Noite de Coktails – I
Posted by Sutra on Friday May 13, 2005 Under DiárioGuardo na memória o dia em que os nossos olhares se cruzaram por cima do balcão daquele bar, um qualquer bar, num qualquer lugar.
Os pêlos da nuca eriçaram-se e o seu olhar percorreu o meu corpo, despindo-o de sentidos, de presenças, de roupas.
Ele e eu sós naquele bar cheio de desconhecidos. Desconhecidos como nós.

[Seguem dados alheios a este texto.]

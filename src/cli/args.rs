//! Command-line argument definitions

use clap::Args;

/// Arguments for the clip command
#[derive(Args, Debug)]
pub struct ClipArgs {
    /// Video page URL
    #[arg(short, long)]
    pub url: Option<String>,

    /// Start time (HH:MM:SS, MM:SS, or seconds); empty means from the beginning
    #[arg(short, long, default_value = "")]
    pub start: String,

    /// End time (HH:MM:SS, MM:SS, or seconds); empty means to the end
    #[arg(short, long, default_value = "")]
    pub end: String,

    /// Output container (mp4, webm, mkv, mp3, wav, aac)
    #[arg(short, long)]
    pub format: Option<String>,

    /// Maximum video quality (Best, 1080p, 720p, 480p, 360p)
    #[arg(short, long)]
    pub quality: Option<String>,

    /// Output file; any extension is replaced by the container's
    #[arg(short, long)]
    pub output: Option<String>,

    /// Download missing yt-dlp/ffmpeg without asking
    #[arg(short = 'y', long)]
    pub yes: bool,

    /// Encode in software even when a GPU is available
    #[arg(long)]
    pub no_hwaccel: bool,

    /// Print the result as JSON
    #[arg(long)]
    pub json: bool,
}

/// Arguments for the deps command
#[derive(Args, Debug)]
pub struct DepsArgs {
    /// Download missing tools without asking
    #[arg(short = 'y', long)]
    pub yes: bool,

    /// Output in JSON format
    #[arg(long)]
    pub json: bool,
}

/// Arguments for the probe command
#[derive(Args, Debug)]
pub struct ProbeArgs {
    /// Output in JSON format
    #[arg(long)]
    pub json: bool,
}
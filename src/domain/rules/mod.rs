// Domain rules - Request validation and downloader format policy

use serde::{Deserialize, Serialize};

use crate::domain::errors::ValidationError;
use crate::domain::model::*;
use crate::utils::path::PathUtils;

/// Format selector used for every audio-only container
pub const AUDIO_FORMAT_SELECTOR: &str = "bestaudio/best";

/// Maps container and quality to a downloader format selector
pub struct FormatSelectorRule;

impl FormatSelectorRule {
    /// Best audio track for audio containers; otherwise the best MP4 video
    /// under the quality's height cap plus the best M4A audio, falling back
    /// to the best single MP4 file and finally to anything.
    pub fn select(container: Container, quality: Quality) -> String {
        if container.is_audio_only() {
            return AUDIO_FORMAT_SELECTOR.to_string();
        }

        let height_filter = quality
            .max_height()
            .map(|height| format!("[height<={}]", height))
            .unwrap_or_default();

        format!(
            "bestvideo{}[ext=mp4]+bestaudio[ext=m4a]/best[ext=mp4]/best",
            height_filter
        )
    }
}

/// Raw field values as typed by the user
#[derive(Debug, Clone, Default, PartialEq, Eq, Serialize, Deserialize)]
pub struct RawClipForm {
    pub url: String,
    pub start: String,
    pub end: String,
    pub format: String,
    pub quality: String,
    pub output: String,
}

/// Turns a [`RawClipForm`] into a validated [`ClipRequest`]
pub struct ClipRequestBuilder;

impl ClipRequestBuilder {
    /// Validate the form.
    ///
    /// Checks run in a fixed order so the first problem reported is stable:
    /// URL, output path, format, quality (video only), start, end, range.
    pub fn build(form: &RawClipForm) -> Result<ClipRequest, ValidationError> {
        let url = form.url.trim();
        if url.is_empty() {
            return Err(ValidationError::MissingUrl);
        }
        let output_base = PathUtils::new()
            .output_base(&form.output)
            .ok_or(ValidationError::MissingOutputPath)?;

        let container: Container = form.format.parse()?;
        let quality = if container.is_audio_only() {
            Quality::Best
        } else {
            form.quality.parse()?
        };

        let start = TimeSpec::parse(&form.start)
            .map_err(|_| ValidationError::InvalidStartTime(form.start.trim().to_string()))?;
        let end = TimeSpec::parse(&form.end)
            .map_err(|_| ValidationError::InvalidEndTime(form.end.trim().to_string()))?;
        let window = TimeWindow::new(start, end)?;

        ClipRequest::new(url, window, container, quality, output_base)
    }

    /// Format selector for an already validated request
    pub fn format_selector(request: &ClipRequest) -> String {
        FormatSelectorRule::select(request.container(), request.quality())
    }

    /// Downloader output template for an already validated request
    pub fn output_template(request: &ClipRequest) -> String {
        PathUtils::new().output_template(request.output_base())
    }
}
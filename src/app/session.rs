// Session context - Values shared by every action of one process

use std::fmt;
use std::sync::Arc;
use tokio::sync::{Mutex, OnceCell, OwnedMutexGuard};
use tokio::task::JoinHandle;
use tracing::debug;

use crate::domain::errors::DomainError;
use crate::domain::model::{GpuInfo, HardwarePlan, HostOs, Tool, ToolPaths};
use crate::planner::HardwareAccelerationPlanner;
use crate::ports::{DependencyPort, GpuProbePort};

/// User-triggerable action categories
#[derive(Debug, Clone, Copy, PartialEq, Eq, Hash)]
pub enum ActionKind {
    DependencyCheck,
    GpuProbe,
    Clip,
}

impl fmt::Display for ActionKind {
    fn fmt(&self, f: &mut fmt::Formatter<'_>) -> fmt::Result {
        let name = match self {
            ActionKind::DependencyCheck => "dependency check",
            ActionKind::GpuProbe => "GPU probe",
            ActionKind::Clip => "clip",
        };
        f.write_str(name)
    }
}

/// Held while an action runs; dropping it frees the slot
#[derive(Debug)]
pub struct ActionPermit {
    kind: ActionKind,
    _guard: OwnedMutexGuard<()>,
}

impl ActionPermit {
    pub fn kind(&self) -> ActionKind {
        self.kind
    }
}

/// At most one running action per category; overlapping ones are rejected
#[derive(Debug, Default)]
pub struct SingleFlight {
    dependency_check: Arc<Mutex<()>>,
    gpu_probe: Arc<Mutex<()>>,
    clip: Arc<Mutex<()>>,
}

impl SingleFlight {
    pub fn new() -> Self {
        Self::default()
    }

    fn slot(&self, kind: ActionKind) -> &Arc<Mutex<()>> {
        match kind {
            ActionKind::DependencyCheck => &self.dependency_check,
            ActionKind::GpuProbe => &self.gpu_probe,
            ActionKind::Clip => &self.clip,
        }
    }

    /// Claim the slot for `kind` without waiting
    pub fn try_acquire(&self, kind: ActionKind) -> Result<ActionPermit, DomainError> {
        let guard = Arc::clone(self.slot(kind))
            .try_lock_owned()
            .map_err(|_| DomainError::Busy(format!("a {} is already running", kind)))?;
        debug!("Acquired {} slot", kind);
        Ok(ActionPermit {
            kind,
            _guard: guard,
        })
    }
}

/// Request context threaded through the interactors.
///
/// The GPU probe result, the video hardware plan and the tool paths are each
/// written once and read by every later action.
pub struct SessionContext {
    os: HostOs,
    probe: Arc<dyn GpuProbePort>,
    planner: HardwareAccelerationPlanner,
    gpu: OnceCell<Option<GpuInfo>>,
    plan: OnceCell<HardwarePlan>,
    tools: OnceCell<ToolPaths>,
    flights: SingleFlight,
}

impl SessionContext {
    pub fn new(
        os: HostOs,
        probe: Arc<dyn GpuProbePort>,
        planner: HardwareAccelerationPlanner,
    ) -> Self {
        Self {
            os,
            probe,
            planner,
            gpu: OnceCell::new(),
            plan: OnceCell::new(),
            tools: OnceCell::new(),
            flights: SingleFlight::new(),
        }
    }

    pub fn os(&self) -> HostOs {
        self.os
    }

    pub fn flights(&self) -> &SingleFlight {
        &self.flights
    }

    /// Probe result, detected on first use
    pub async fn gpu(&self) -> Option<&GpuInfo> {
        self.gpu
            .get_or_init(|| async { self.probe.detect(self.os).await })
            .await
            .as_ref()
    }

    /// Plan for video requests, computed on first use
    pub async fn hardware_plan(&self) -> &HardwarePlan {
        self.plan
            .get_or_init(|| async {
                let gpu = self.gpu().await;
                self.planner.plan_for(self.os, gpu, false)
            })
            .await
    }

    /// Plan if the probe already finished
    pub fn hardware_snapshot(&self) -> Option<&HardwarePlan> {
        self.plan.get()
    }

    /// Start probing in the background so a later clip does not wait
    pub fn spawn_hardware_probe(self: &Arc<Self>) -> JoinHandle<()> {
        let session = Arc::clone(self);
        tokio::spawn(async move {
            let plan = session.hardware_plan().await;
            debug!("Background probe finished: {:?}", plan.codec_id);
        })
    }

    /// Tool paths, resolved (and fetched if needed) on first use
    pub async fn tool_paths(&self, deps: &dyn DependencyPort) -> Result<&ToolPaths, DomainError> {
        self.tools
            .get_or_try_init(|| async {
                Ok::<_, DomainError>(ToolPaths {
                    downloader: deps.ensure_present(Tool::Downloader).await?,
                    transcoder: deps.ensure_present(Tool::Transcoder).await?,
                })
            })
            .await
    }
}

Seguiu-se um pedido de bebida, que ele trouxe juntamente com uma base para copos, antes de a assentar em cima do balcão de madeira, os seus olhos abandonaram os meus levando-me a seguir o seu olhar até ao pequeno papel que havia deixado debaixo da base de cartão que fazia publicidade a uma qualquer marca de Gin.
Sorri, olhando-o da forma como me sentia – sedutora, insinuante, desejosa de o ter, das suas mãos, corpo, boca. Não lhe peguei, prolongando o prazer do mistério, a inquietude da descoberta. Relanceei o olhar pelo bar, pelos corpos que se movimentavam, pelas bocas que mexiam em diálogos acesos.
Terminei a bebida, peguei no pequeno papel, soprei-lhe um beijo e um sorriso malicioso e saí.
Entrei no carro, desdobrei-o e vi o número. Dez minutos depois liguei-lhe.
A voz rouca, profunda, máscula que atendeu, fez-me sentir fora de mim, com as pernas que nem geleia.
Ele disse apenas: – “és tu. Sinto-te“.
Nesse momento soube que aquela seria uma noite diferente das outras.